The chain of events goes back 15 years. The client was an automotive retailing company that purchased Directors and Officers Liability insurance from the agency, which obtained the coverage from a wholesale broker who in turn placed coverage with a major carrier. The initial policy took effect in September 2007 and was renewed the following year.
In May 2008, the client received the first of a series of subpoenas related to a grand jury investigation. Their chief financial officer then met with two producers from the agency to discuss the subpoenas. There are two versions of what happened at that meeting:
- The client’s version is that the CFO showed the subpoenas to the producers and asked if the D&O policy covered them. The producers allegedly said there was no coverage unless the client was indicted.

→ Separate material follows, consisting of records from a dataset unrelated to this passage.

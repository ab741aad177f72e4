pub mod analyze;
pub mod batch;
pub mod check;
pub mod probe;
pub mod validate;

use std::path::PathBuf;

use clap::Args;
use gonio_model::movement::{MovementConfig, Side};
use gonio_model::report::{AnalysisReport, AngleRange};
use gonio_pipeline::{JsonlLandmarkProvider, LandmarkProvider, ProcessLandmarkProvider};
use serde::Deserialize;

/// Where per-frame landmarks come from.
#[derive(Args, Debug, Clone, Default, Deserialize)]
#[serde(default)]
pub struct ProviderArgs {
    /// Precomputed landmarks, one JSON frame per line
    #[arg(long, conflicts_with = "detector")]
    pub landmarks: Option<PathBuf>,

    /// External detector program speaking the stdio frame protocol
    #[arg(long)]
    pub detector: Option<String>,

    /// Argument passed to the detector (repeatable)
    #[arg(long = "detector-arg", allow_hyphen_values = true)]
    pub detector_args: Vec<String>,
}

impl ProviderArgs {
    pub fn build(&self, movement: &MovementConfig) -> anyhow::Result<Box<dyn LandmarkProvider>> {
        match (&self.landmarks, &self.detector) {
            (Some(path), _) => {
                let provider = JsonlLandmarkProvider::from_path(path)
                    .map_err(|e| anyhow::anyhow!("Failed to load landmarks: {e}"))?;
                Ok(Box::new(provider))
            }
            (None, Some(program)) => {
                let provider = ProcessLandmarkProvider::spawn(
                    program,
                    &self.detector_args,
                    movement.min_detection_confidence,
                    movement.min_tracking_confidence,
                )?;
                Ok(Box::new(provider))
            }
            (None, None) => anyhow::bail!("Either --landmarks or --detector is required"),
        }
    }
}

pub fn print_report(report: &AnalysisReport) {
    println!("Run {}", report.id);
    println!("  Movement: {} ({})", report.movement, report.side);
    println!(
        "  Video: {}x{} @ {:.2} fps, {:.1}s",
        report.width, report.height, report.fps, report.duration_secs
    );
    println!(
        "  Frames: {} total, {} detected, {} measured, {} missing landmarks, {} degenerate",
        report.frames.total_frames,
        report.frames.detected_frames,
        report.frames.measured_frames,
        report.frames.missing_landmark_frames,
        report.frames.degenerate_frames,
    );

    if report.side.is_bilateral() {
        print_range("Left", report.arm_range(Side::Left));
        print_range("Right", report.arm_range(Side::Right));
    } else if report.movement.is_dual_state() {
        println!("  Neutral frames: {}", report.frames.neutral_frames);
        print_range("Pronation", report.pronation.as_ref());
        print_range("Supination", report.supination.as_ref());
    } else {
        print_range("Range", report.range.as_ref());
    }
    println!("  Output: {}", report.output_video.display());
}

fn print_range(label: &str, range: Option<&AngleRange>) {
    let Some(range) = range else {
        println!("  {label}: no data");
        return;
    };
    print!(
        "  {label}: {:.1}° to {:.1}° (delta {:.1}°, {} samples)",
        range.min_angle, range.max_angle, range.delta_angle, range.samples
    );
    match range.coverage_percent {
        Some(coverage) => println!(", {coverage:.0}% of reference"),
        None => println!(),
    }
}
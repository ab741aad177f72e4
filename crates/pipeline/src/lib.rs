//! Gonio Pipeline
//!
//! Runs one measurement over one video:
//!
//! ```text
//! FrameSource ──► LandmarkProvider ──► measure_frame ──► RangeTracker
//!      │                                    │
//!      │                              Annotator (overlay)
//!      ▼                                    ▼
//!   frames ─────────────────────────────► FrameSink ──► output.mp4
//!                                                         │
//!                               AnalysisReport ◄──────────┘
//!                                     │
//!                               ResultConsumer
//! ```
//!
//! A [`MeasurementSession`] owns its decoder, encoder, provider and
//! accumulators exclusively; independent sessions may run concurrently.

pub mod annotate;
pub mod config;
pub mod consumer;
pub mod provider;
pub mod session;
pub mod trace;

pub use config::{AnalysisOverrides, RunConfig, RunRequest};
pub use consumer::{JsonReportWriter, MeasurementLogWriter, ResultConsumer};
pub use provider::{JsonlLandmarkProvider, LandmarkProvider, ProcessLandmarkProvider};
pub use session::{MeasurementSession, SessionState};
pub use trace::{TraceHeader, TraceRecord, TraceWriter};
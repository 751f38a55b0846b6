//! Version handling for kiln
//!
//! This crate provides version parsing and ordering, dependency range
//! predicates, and the interval arithmetic used when proposing fixes for
//! unresolvable mod sets.

mod interval;
mod predicate;
mod version;

pub use interval::{derive_version, Endpoint, VersionInterval};
pub use predicate::{TermKind, VersionPredicate, VersionTerm};
pub use version::{SemanticVersion, Version, VersionError};
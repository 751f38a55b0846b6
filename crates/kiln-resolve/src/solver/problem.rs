use std::fmt;

use kiln_semver::Version;

use super::fix::AddedMod;
use crate::candidate::{CandidateId, CandidateRecord};
use crate::metadata::Dependency;
use crate::report;

/// A candidate by identity, detached from the store
#[derive(Debug, Clone, PartialEq, Eq)]
pub struct ModRef {
    pub candidate: CandidateId,
    pub identifier: String,
    pub version: Version,
}

impl ModRef {
    pub fn of(record: &CandidateRecord) -> Self {
        Self {
            candidate: record.id,
            identifier: record.identifier().to_string(),
            version: record.version().clone(),
        }
    }
}

impl fmt::Display for ModRef {
    fn fmt(&self, f: &mut fmt::Formatter<'_>) -> fmt::Result {
        write!(f, "'{}' {}", self.identifier, self.version)
    }
}

/// One dependency edge that had to be switched off to make the set solvable
#[derive(Debug, Clone, PartialEq, Eq)]
pub struct Explanation {
    pub source: ModRef,
    pub dependency: Dependency,
    /// Candidates of the target that were present at the time
    pub present: Vec<ModRef>,
}

/// An existing mod swapped for a different version
#[derive(Debug, Clone, PartialEq, Eq)]
pub struct Replacement {
    pub old: ModRef,
    pub new: AddedMod,
}

/// Changes to the mod set that make it solvable
#[derive(Debug, Clone, Default, PartialEq, Eq)]
pub struct Fix {
    pub additions: Vec<AddedMod>,
    pub removals: Vec<ModRef>,
    pub replacements: Vec<Replacement>,
}

impl Fix {
    pub fn is_empty(&self) -> bool {
        self.additions.is_empty() && self.removals.is_empty() && self.replacements.is_empty()
    }
}

/// Why the mod set could not be resolved, and how it might be fixed
#[derive(Debug, Clone)]
pub struct ResolutionFailure {
    pub explanations: Vec<Explanation>,
    /// `None` if even adding and removing mods cannot help
    pub fix: Option<Fix>,
    description: String,
}

impl ResolutionFailure {
    pub fn new(explanations: Vec<Explanation>, fix: Option<Fix>) -> Self {
        let description = report::describe_failure(&explanations, fix.as_ref());
        Self {
            explanations,
            fix,
            description,
        }
    }

    /// Multi-line human-readable report
    pub fn description(&self) -> &str {
        &self.description
    }
}

impl fmt::Display for ResolutionFailure {
    fn fmt(&self, f: &mut fmt::Formatter<'_>) -> fmt::Result {
        f.write_str(&self.description)
    }
}

impl std::error::Error for ResolutionFailure {}

/// Candidates chosen by a successful solve, in priority order
#[derive(Debug, Clone, Default, PartialEq, Eq)]
pub struct Selection {
    pub selected: Vec<CandidateId>,
}

impl Selection {
    pub fn contains(&self, id: CandidateId) -> bool {
        self.selected.contains(&id)
    }

    pub fn len(&self) -> usize {
        self.selected.len()
    }

    pub fn is_empty(&self) -> bool {
        self.selected.is_empty()
    }
}

/// Outcome of a solve that finished in time
#[derive(Debug, Clone)]
pub enum Resolution {
    Success(Selection),
    Failure(ResolutionFailure),
}

impl Resolution {
    pub fn is_success(&self) -> bool {
        matches!(self, Resolution::Success(_))
    }
}
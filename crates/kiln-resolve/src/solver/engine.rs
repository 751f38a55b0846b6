//! Branch-and-bound optimizer over the rule set.
//!
//! The objective is a list of tiers, each a weighted set of literals the
//! solver wants true. Tiers compare lexicographically: any gain in an
//! earlier tier outweighs every combination of later ones. This is the
//! exact equivalent of exponentially scaled pseudo-boolean weights without
//! big integers.
//!
//! Search is conflict driven. Decisions follow the objective order with the
//! preferred polarity first, so the first complete assignment is usually
//! already close to optimal. Every conflict is analyzed down to its first
//! unique implication point; the learned clause is kept and the search
//! jumps back to the second highest level in it. A branch whose optimistic
//! bound cannot beat the incumbent is treated as a conflict on the clause
//! "one of the objective literals ruled out so far must hold", which stays
//! valid as the incumbent improves.

use std::time::Instant;

use super::decisions::{Decisions, Reason};
use super::rule::{Literal, Rule, RuleType};
use super::rule_set::RuleSet;
use super::watch_graph::{PropagateResult, WatchGraph};

/// Nodes between two deadline checks
const DEADLINE_CHECK_INTERVAL: u64 = 1024;

/// Lexicographic weighted objective
#[derive(Debug, Clone, Default)]
pub struct Objective {
    tiers: Vec<Vec<(Literal, u64)>>,
}

impl Objective {
    pub fn new() -> Self {
        Self::default()
    }

    /// Append a tier below every existing one; empty tiers are skipped
    pub fn push_tier(&mut self, tier: Vec<(Literal, u64)>) {
        if !tier.is_empty() {
            self.tiers.push(tier);
        }
    }

    /// Tier values of a complete model
    pub fn score(&self, model: &[bool]) -> Vec<u64> {
        self.tiers
            .iter()
            .map(|tier| {
                tier.iter()
                    .filter(|(l, _)| model[l.unsigned_abs() as usize] == (*l > 0))
                    .map(|(_, w)| w)
                    .sum()
            })
            .collect()
    }

    /// Best reachable tier values given a partial assignment
    fn upper_bound(&self, decisions: &Decisions) -> Vec<u64> {
        self.tiers
            .iter()
            .map(|tier| {
                tier.iter()
                    .filter(|(l, _)| !decisions.conflict(*l))
                    .map(|(_, w)| w)
                    .sum()
            })
            .collect()
    }

    /// Every variable once, objective literals first in their preferred polarity
    fn decision_order(&self, num_vars: usize) -> Vec<Literal> {
        let mut seen = vec![false; num_vars + 1];
        let mut order = Vec::with_capacity(num_vars);

        for &(literal, _) in self.tiers.iter().flatten() {
            let var = literal.unsigned_abs() as usize;
            if !seen[var] {
                seen[var] = true;
                order.push(literal);
            }
        }
        for var in 1..=num_vars {
            if !seen[var] {
                order.push(-(var as Literal));
            }
        }

        order
    }
}

/// The deadline passed before the search finished
#[derive(Debug, Clone, Copy, PartialEq, Eq)]
pub struct Interrupted;

struct Search<'a> {
    /// Input rules followed by learned clauses
    rules: RuleSet,
    objective: &'a Objective,
    graph: WatchGraph,
    decisions: Decisions,
    propagated: usize,
    order: Vec<Literal>,
    best: Option<(Vec<u64>, Vec<bool>)>,
    deadline: Instant,
    nodes: u64,
}

fn var(literal: Literal) -> usize {
    literal.unsigned_abs() as usize
}

impl Search<'_> {
    /// Propagate pending assignments, returning a falsified clause on conflict
    fn propagate(&mut self) -> Option<Vec<Literal>> {
        while self.propagated < self.decisions.len() {
            let literal = self.decisions.at(self.propagated);
            self.propagated += 1;
            if let PropagateResult::Conflict(clause) =
                self.graph.propagate(-literal, &self.rules, &mut self.decisions)
            {
                return Some(clause);
            }
        }
        None
    }

    /// Clause that every strictly better assignment satisfies, if the
    /// current one cannot beat the incumbent anymore
    fn bound_conflict(&self) -> Option<Vec<Literal>> {
        let (best, _) = self.best.as_ref()?;
        let bound = self.objective.upper_bound(&self.decisions);
        if bound > *best {
            return None;
        }

        // Tiers before the first one that falls short are tied at best
        let last = bound
            .iter()
            .zip(best)
            .position(|(b, s)| b != s)
            .unwrap_or_else(|| bound.len().saturating_sub(1));
        Some(
            self.objective
                .tiers
                .iter()
                .take(last + 1)
                .flatten()
                .map(|&(literal, _)| literal)
                .filter(|&literal| self.decisions.conflict(literal))
                .collect(),
        )
    }

    fn next_decision(&self) -> Option<Literal> {
        self.order
            .iter()
            .copied()
            .find(|&literal| self.decisions.undecided(var(literal)))
    }

    /// Literals of the clause that implied `variable`, all false except its own
    fn reason_clause(&self, variable: usize) -> Vec<Literal> {
        match self.decisions.reason(variable) {
            Some(Reason::Rule(id)) => self
                .rules
                .get(id)
                .map(|rule| rule.literals().to_vec())
                .unwrap_or_default(),
            Some(Reason::AtMostOne(cause)) => vec![cause],
            None => Vec::new(),
        }
    }

    /// First unique implication point analysis at the current level.
    ///
    /// Returns the learned clause with the asserting literal first and a
    /// literal of the backjump level second, plus that level.
    fn analyze(&self, conflict: Vec<Literal>) -> (Vec<Literal>, u32) {
        let level = self.decisions.level();
        let mut seen = vec![false; self.order.len() + 1];
        let mut learned = vec![0];
        let mut pending = 0usize;
        let mut clause = conflict;
        let mut index = self.decisions.len();

        loop {
            for &literal in &clause {
                let v = var(literal);
                let literal_level = self.decisions.level_of(v);
                if seen[v] || literal_level == 0 {
                    continue;
                }
                seen[v] = true;
                if literal_level == level {
                    pending += 1;
                } else {
                    learned.push(literal);
                }
            }

            let implied = loop {
                index -= 1;
                let literal = self.decisions.at(index);
                if seen[var(literal)] {
                    break literal;
                }
            };
            pending -= 1;
            if pending == 0 {
                learned[0] = -implied;
                break;
            }
            clause = self.reason_clause(var(implied));
        }

        let second = (1..learned.len()).max_by_key(|&i| self.decisions.level_of(var(learned[i])));
        let jump = match second {
            Some(i) => {
                learned.swap(1, i);
                self.decisions.level_of(var(learned[1]))
            }
            None => 0,
        };

        (learned, jump)
    }

    /// Learn from a falsified clause and jump back.
    ///
    /// Returns false once the conflict holds at level 0, i.e. nothing better
    /// than the incumbent exists.
    fn resolve(&mut self, conflict: Vec<Literal>) -> bool {
        let level = conflict
            .iter()
            .map(|&literal| self.decisions.level_of(var(literal)))
            .max()
            .unwrap_or(0);
        if level == 0 {
            return false;
        }
        if level < self.decisions.level() {
            self.decisions.revert_to(level);
            self.propagated = self.decisions.len();
        }

        let (learned, jump) = self.analyze(conflict);
        self.decisions.revert_to(jump);
        self.propagated = self.decisions.len();

        let asserting = learned[0];
        let known = self.rules.len();
        let watch = (learned.len() > 1).then(|| [learned[0], learned[1]]);
        let rule_id = self.rules.add(Rule::new(learned, RuleType::Learned));
        if let Some(pair) = watch {
            if rule_id as usize >= known {
                self.graph.add_learned(rule_id, pair);
            }
        }
        self.decisions.decide(asserting, Some(Reason::Rule(rule_id)));
        true
    }

    fn run(mut self) -> Result<Option<Vec<bool>>, Interrupted> {
        for rule in self.rules.iter() {
            match rule.literals() {
                [] => return Ok(None),
                [literal] => {
                    if !self.decisions.decide(*literal, Some(Reason::Rule(rule.id()))) {
                        return Ok(None);
                    }
                }
                _ => {}
            }
        }

        loop {
            self.nodes += 1;
            if self.nodes % DEADLINE_CHECK_INTERVAL == 1 && Instant::now() >= self.deadline {
                return Err(Interrupted);
            }

            if let Some(conflict) = self.propagate().or_else(|| self.bound_conflict()) {
                if !self.resolve(conflict) {
                    return Ok(self.best.map(|(_, model)| model));
                }
                continue;
            }

            match self.next_decision() {
                Some(literal) => {
                    self.decisions.set_level(self.decisions.level() + 1);
                    self.decisions.decide(literal, None);
                }
                None => {
                    let model = self.decisions.model();
                    let score = self.objective.score(&model);
                    self.best = Some((score, model));
                }
            }
        }
    }
}

/// Find the assignment maximizing `objective` subject to `rules`.
///
/// Returns `Ok(None)` if the rules cannot be satisfied. The returned model
/// is indexed by variable (index 0 unused).
pub fn optimize(
    rules: &RuleSet,
    num_vars: usize,
    objective: &Objective,
    deadline: Instant,
) -> Result<Option<Vec<bool>>, Interrupted> {
    Search {
        rules: rules.clone(),
        objective,
        graph: WatchGraph::from_rules(rules, num_vars),
        decisions: Decisions::new(num_vars),
        propagated: 0,
        order: objective.decision_order(num_vars),
        best: None,
        deadline,
        nodes: 0,
    }
    .run()
}
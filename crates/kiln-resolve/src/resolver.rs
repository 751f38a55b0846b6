//! End-to-end mod resolution.

use std::io;
use std::sync::Arc;

use log::{info, warn};

use crate::candidate::{ArchiveStore, ByteCache, CandidateId, CandidateRecord, CandidateStore};
use crate::config::ResolverConfig;
use crate::discovery::{CandidateSource, Discoverer, DiscoveryOutcome, UnmatchedOrigin};
use crate::error::{DiscoveryFailure, ResolveError, Result};
use crate::materialize::{materialize, Warning};
use crate::report;
use crate::solver::{ModSolver, Resolution};
use crate::sort::sort_candidates;

/// Runs discovery, sorting, solving and materialization in sequence
pub struct ModResolver {
    config: ResolverConfig,
    archives: Arc<ArchiveStore>,
}

impl ModResolver {
    /// Create a resolver with a fresh archive store
    pub fn new(config: ResolverConfig) -> Self {
        Self {
            config,
            archives: Arc::new(ArchiveStore::new()),
        }
    }

    /// Share an archive store across resolutions
    pub fn with_archive_store(mut self, archives: Arc<ArchiveStore>) -> Self {
        self.archives = archives;
        self
    }

    pub fn config(&self) -> &ResolverConfig {
        &self.config
    }

    /// Resolve the mods found in `sources`.
    ///
    /// `preselected` names identifiers that must be part of the result; the
    /// highest-priority candidate of each is fixed before solving. Unknown
    /// identifiers are skipped with a warning.
    pub async fn resolve(
        &self,
        sources: &[Box<dyn CandidateSource>],
        preselected: &[String],
    ) -> Result<ResolvedSet> {
        let DiscoveryOutcome {
            store,
            failures,
            unmatched,
        } = Discoverer::new(self.config.clone(), self.archives.clone())
            .discover(sources)
            .await?;

        let timeout = self.config.solver_timeout();
        let preselected = preselected.to_vec();
        let (mut store, resolution) = tokio::task::spawn_blocking(move || {
            let order = sort_candidates(&store);
            let fixed = preselected_ids(&store, &order, &preselected);
            let resolution = ModSolver::new(&store, &order).with_timeout(timeout).solve(&fixed);
            (store, resolution)
        })
        .await?;

        let selection = match resolution? {
            Resolution::Success(selection) => selection,
            Resolution::Failure(failure) => return Err(ResolveError::Unresolvable(Box::new(failure))),
        };

        let cache = ByteCache::new();
        let warnings = materialize(&mut store, &selection, &cache);
        for warning in &warnings {
            warn!("{}", warning);
        }
        info!("Resolved {} mods ({} warnings)", selection.len(), warnings.len());

        Ok(ResolvedSet {
            store,
            order: selection.selected,
            warnings,
            failures,
            unmatched,
            archives: self.archives.clone(),
            cache,
        })
    }
}

/// First candidate in priority order for each requested identifier
fn preselected_ids(store: &CandidateStore, order: &[CandidateId], identifiers: &[String]) -> Vec<CandidateId> {
    identifiers
        .iter()
        .filter_map(|identifier| {
            let found = order
                .iter()
                .copied()
                .find(|&id| store.get(id).is_some_and(|r| r.identifier() == identifier.as_str()));
            if found.is_none() {
                warn!("Preselected mod '{}' was not found", identifier);
            }
            found
        })
        .collect()
}

/// The final, ordered set of mods to load
#[derive(Debug)]
pub struct ResolvedSet {
    store: CandidateStore,
    order: Vec<CandidateId>,
    warnings: Vec<Warning>,
    failures: Vec<DiscoveryFailure>,
    unmatched: Vec<UnmatchedOrigin>,
    archives: Arc<ArchiveStore>,
    cache: ByteCache,
}

impl ResolvedSet {
    /// Selected mods in priority order
    pub fn mods(&self) -> impl Iterator<Item = &CandidateRecord> {
        self.order.iter().filter_map(|&id| self.store.get(id))
    }

    pub fn len(&self) -> usize {
        self.order.len()
    }

    pub fn is_empty(&self) -> bool {
        self.order.is_empty()
    }

    /// The selected mod satisfying an identifier, by primary id or alias
    pub fn get(&self, identifier: &str) -> Option<&CandidateRecord> {
        self.store
            .providers(identifier)
            .first()
            .and_then(|&id| self.store.get(id))
    }

    pub fn store(&self) -> &CandidateStore {
        &self.store
    }

    /// Raw archive bytes of a selected mod; `None` for directories and builtins
    pub fn read_content(&self, id: CandidateId) -> io::Result<Option<Arc<[u8]>>> {
        self.store.read_content(id, &self.archives, &self.cache)
    }

    pub fn remap_required(&self, id: CandidateId) -> bool {
        self.store.get(id).is_some_and(|r| r.remap_required)
    }

    pub fn warnings(&self) -> &[Warning] {
        &self.warnings
    }

    /// Items that could not be read during discovery
    pub fn failures(&self) -> &[DiscoveryFailure] {
        &self.failures
    }

    /// Origins that held no mod descriptor
    pub fn unmatched(&self) -> &[UnmatchedOrigin] {
        &self.unmatched
    }

    pub fn describe_warnings(&self) -> String {
        report::describe_warnings(&self.warnings)
    }
}

#[cfg(test)]
mod tests {
    use super::*;
    use crate::candidate::{ModLocation, NewCandidate};
    use crate::metadata::ModMetadata;
    use kiln_semver::Version;
    use std::path::PathBuf;

    #[test]
    fn test_preselected_by_identifier() {
        let mut store = CandidateStore::new();
        let parent = store
            .insert(NewCandidate {
                metadata: ModMetadata::new("alpha", Version::parse("1.0").unwrap()),
                location: ModLocation::File(PathBuf::from("/mods/alpha.jar")),
                parent: None,
                remap_required: false,
            })
            .unwrap()
            .id();
        for version in ["1.0", "2.0"] {
            store
                .insert(NewCandidate {
                    metadata: ModMetadata::new("lib", Version::parse(version).unwrap()),
                    location: ModLocation::Builtin(format!("lib-{}", version)),
                    parent: Some(parent),
                    remap_required: false,
                })
                .unwrap();
        }
        let order = sort_candidates(&store);

        let ids = preselected_ids(&store, &order, &["lib".to_string(), "missing".to_string()]);
        assert_eq!(ids.len(), 1);
        assert_eq!(store.get(ids[0]).unwrap().version(), &Version::parse("2.0").unwrap());
    }

    #[test]
    fn test_resolve_without_sources() {
        let resolver = ModResolver::new(ResolverConfig::default());
        let resolved = tokio_test::block_on(resolver.resolve(&[], &[])).unwrap();

        assert!(resolved.is_empty());
        assert!(resolved.warnings().is_empty());
        assert_eq!(resolved.describe_warnings(), "");
    }
}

- The agency’s version is that the CFO did not show the producers the subpoenas and the group discussed a request for information from the Internal Revenue Service. One of the producers allegedly asked if an indictment, subpoena, or anything more formal had been issued. The CFO allegedly said no.
The two sides also disputed what advice, if any, the producers gave. Regardless, the agency did not submit a claim to the insurer. The client incurred substantial costs hiring its own attorneys to handle the investigation.
One of the attorneys sent the insurer a demand for coverage in February 2009. The insurer issued two coverage denial letters, one for each policy term, stating that the claim reports did not meet the reporting requirements in the claims-made policies. In addition, they said that, even if the report had been made on time, the submitted materials did not constitute a claim.
The client sued the carrier, the wholesaler, and the retail agency for relief in the form of reimbursement for its defense costs, negligence, misrepresentation, and bad faith. They alleged that the agency’s failure to submit the claim to the carrier caused the carrier to deny the claim, thus causing them to incur the legal fees and exposing them to an uninsured judgment. They also said the agency made untrue representations about the coverage to them, causing them to delay reporting with the result of a denial of coverage.
A jury found the agency to be liable and awarded the client 70% of its damages of $837,079.31 (the jury found the client to be 30% responsible.) The agency appealed, sparking a long series of court proceedings. In August 2022 the Hawaii Intermediate Court of Appeals ruled against the agency. Importantly, one of the judges agreed with the majority but said it was irrelevant whether the insurer said the claim was covered or not. The reason was that, had the claim been submitted and the insurer took that position, the client could have chosen to ask a court to declare that coverage applied. The agency’s failure to report, then, caused the damage in this judge’s eyes.
In February 2023, the state Supreme Court agreed, citing the concurring opinion.
When a client asks if a particular actual or hypothetical circumstance is covered, insurance agents can offer their interpretation of the policy. However, they should always follow by emphasizing that the ultimate coverage determination must be made by the insurer. They can avoid errors and omissions liability claims by referring hypothetical questions to the insurer or by advising the client to submit a claim.
While the agency in this case disputed the client’s version of events, the lesson for all agencies is clear. Do not give clients yes or no answers to coverage questions. The wrong answer may be the spark that lights a lawsuit.